Man achte darauf, dass sich größere Gruppen fern hielten

Worauf er denn hinauswolle, möchte sie wissen. Man achte darauf, so die Antwort, dass sich größere Gruppen, Schulklassen etwa, von Spielplätzen fern hielten. Dreck, Lärm, und so weiter... Eltern hätten sich bereits beschwert. Seine Kollegin, rote Haare, kurz geschnitten, hält sich derweil im Hintergrund.
Jasmin Hermanns versteht nicht, was dieser Auftritt zu bedeuten, was das alles mit ihr zu tun hat. Die ihr anvertrauten Kinder sind im besten Spielplatz-Alter, zwischen eins und vier. "Und ein Spielplatz ist zum Spielen da", findet die sozialpädagogische Assistentin - für Kinder bis zu 14 Jahren, wie es die Verordnung vorsieht.
Sie geht auf Distanz. "Ich fühlte mich irgendwie überrumpelt", sagt sie. Der Mann habe ihr das Gefühl gegeben, sie sei hier nicht erwünscht. "Aber ich lasse mir die Anwesenheit auf einem öffentlichen Platz doch nicht verbieten."

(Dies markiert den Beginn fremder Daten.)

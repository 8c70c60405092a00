use std::collections::{BTreeMap, HashMap};
use std::time::Duration;

use alloy::primitives::Address;
use alloy::providers::{DynProvider, Provider, ProviderBuilder};
use alloy::sol;
use anyhow::{Context, Result};
use async_trait::async_trait;
use thiserror::Error;
use tracing::debug;

use crate::chain::Chain;

sol! {
    #[allow(missing_docs)]
    #[sol(rpc)]
    contract IStrategy {
        function strategist() external view returns (address);
    }
}

#[derive(Debug, Clone, Error, PartialEq, Eq)]
pub enum LookupError {
    #[error("unsupported chain: {0}")]
    UnsupportedChain(String),
    #[error("no RPC endpoint configured for {0}")]
    NoEndpoint(Chain),
    #[error("invalid contract address {address}: {reason}")]
    InvalidAddress { address: String, reason: String },
    #[error("strategist() call failed: {0}")]
    Call(String),
}

/// Resolves the strategist configured on a vault's strategy contract.
#[async_trait]
pub trait StrategistSource: Send + Sync {
    async fn strategist(&self, chain: Chain, contract: &str) -> Result<String, LookupError>;
}

/// RPC settings for one chain.
#[derive(Debug, Clone, PartialEq, Eq)]
pub struct ChainEndpoint {
    pub url: String,
    pub call_timeout_secs: u64,
}

struct ChainProvider {
    provider: DynProvider,
    call_timeout: Duration,
}

pub struct RpcStrategistSource {
    providers: HashMap<Chain, ChainProvider>,
}

impl RpcStrategistSource {
    pub fn connect(endpoints: &BTreeMap<Chain, ChainEndpoint>) -> Result<Self> {
        let mut providers = HashMap::new();
        for (chain, endpoint) in endpoints {
            let url = &endpoint.url;
            let provider = ProviderBuilder::new()
                .connect_http(
                    url.parse()
                        .with_context(|| format!("invalid RPC url for {chain}: {url}"))?,
                )
                .erased();
            debug!(
                "configured RPC endpoint for {chain}: {url} (timeout {}s)",
                endpoint.call_timeout_secs
            );
            providers.insert(
                *chain,
                ChainProvider {
                    provider,
                    call_timeout: Duration::from_secs(endpoint.call_timeout_secs.max(1)),
                },
            );
        }
        Ok(Self { providers })
    }

    pub fn call_timeout(&self, chain: Chain) -> Option<Duration> {
        self.providers.get(&chain).map(|p| p.call_timeout)
    }

    pub fn chains(&self) -> Vec<Chain> {
        let mut chains: Vec<_> = self.providers.keys().copied().collect();
        chains.sort();
        chains
    }
}

#[async_trait]
impl StrategistSource for RpcStrategistSource {
    async fn strategist(&self, chain: Chain, contract: &str) -> Result<String, LookupError> {
        let entry = self
            .providers
            .get(&chain)
            .ok_or(LookupError::NoEndpoint(chain))?;
        let address = parse_address(contract)?;
        let strategy = IStrategy::new(address, &entry.provider);
        match tokio::time::timeout(entry.call_timeout, strategy.strategist().call()).await {
            Ok(Ok(strategist)) => Ok(strategist.to_checksum(None)),
            Ok(Err(err)) => Err(LookupError::Call(err.to_string())),
            Err(_) => Err(LookupError::Call(format!(
                "timeout ({}s)",
                entry.call_timeout.as_secs()
            ))),
        }
    }
}

pub fn parse_address(raw: &str) -> Result<Address, LookupError> {
    raw.trim()
        .parse::<Address>()
        .map_err(|err| LookupError::InvalidAddress {
            address: raw.to_string(),
            reason: err.to_string(),
        })
}

#[cfg(test)]
mod tests {
    use std::collections::BTreeMap;
    use std::time::Duration;

    use super::{parse_address, ChainEndpoint, LookupError, RpcStrategistSource, StrategistSource};
    use crate::chain::Chain;

    #[test]
    fn rejects_malformed_contract_addresses() {
        assert!(matches!(
            parse_address("0x1234"),
            Err(LookupError::InvalidAddress { .. })
        ));
        assert!(parse_address("0xc75E1B127E288f1a33606a52AB5C91BBe64EaAfe").is_ok());
    }

    fn endpoint(url: &str, call_timeout_secs: u64) -> ChainEndpoint {
        ChainEndpoint {
            url: url.to_string(),
            call_timeout_secs,
        }
    }

    #[tokio::test]
    async fn chain_without_endpoint_fails_without_network() {
        let mut endpoints = BTreeMap::new();
        endpoints.insert(Chain::Moonbeam, endpoint("http://127.0.0.1:9", 1));
        let source = RpcStrategistSource::connect(&endpoints).expect("connect");
        assert_eq!(source.chains(), vec![Chain::Moonbeam]);
        let result = source
            .strategist(Chain::Bsc, "0xc75E1B127E288f1a33606a52AB5C91BBe64EaAfe")
            .await;
        assert_eq!(result, Err(LookupError::NoEndpoint(Chain::Bsc)));
    }

    #[test]
    fn each_chain_keeps_its_own_call_timeout() {
        let mut endpoints = BTreeMap::new();
        endpoints.insert(Chain::Bsc, endpoint("http://127.0.0.1:9", 5));
        endpoints.insert(Chain::Polygon, endpoint("http://127.0.0.1:9", 20));
        endpoints.insert(Chain::Avax, endpoint("http://127.0.0.1:9", 0));
        let source = RpcStrategistSource::connect(&endpoints).expect("connect");

        assert_eq!(source.call_timeout(Chain::Bsc), Some(Duration::from_secs(5)));
        assert_eq!(source.call_timeout(Chain::Polygon), Some(Duration::from_secs(20)));
        assert_eq!(source.call_timeout(Chain::Avax), Some(Duration::from_secs(1)));
        assert_eq!(source.call_timeout(Chain::Moonbeam), None);
    }
}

Stadtsprecher: "Wir haben dafür keine Erklärung"

Die Version der jungen Flensburgerin kann von der Stadt nicht nachvollzogen werden. "Wir haben dafür keine Erklärung", wundert sich Verwaltungssprecher Clemens Teschendorf. Ob jemand sich privat oder beruflich auf einem Spielplatz aufhalte, gehe niemanden etwas an. Im Übrigen werde die Tätigkeit als Tagesmutter nicht als gewerbliche Tätigkeit angesehen. Die Überwachung des ruhenden Verkehrs erstrecke sich mitnichten auf Spielplätze. Es gebe zudem keine Anweisung für derartige Kontrollen. Allerdings: "Sollten größere Jugendgruppen sich so gebärden, dass der Platz Schaden anzunehmen droht", sagt Teschendorf, "greifen wir natürlich ein."
Ergo: Besagten Mann gibt es nicht. Zumindest nicht beim Ordnungsamt. War es ein gut getarnter Kontroll-Freak? Ein überdrehter Ordnungshüter? Fragen, auf die niemand eine Antwort weiß - bis jetzt.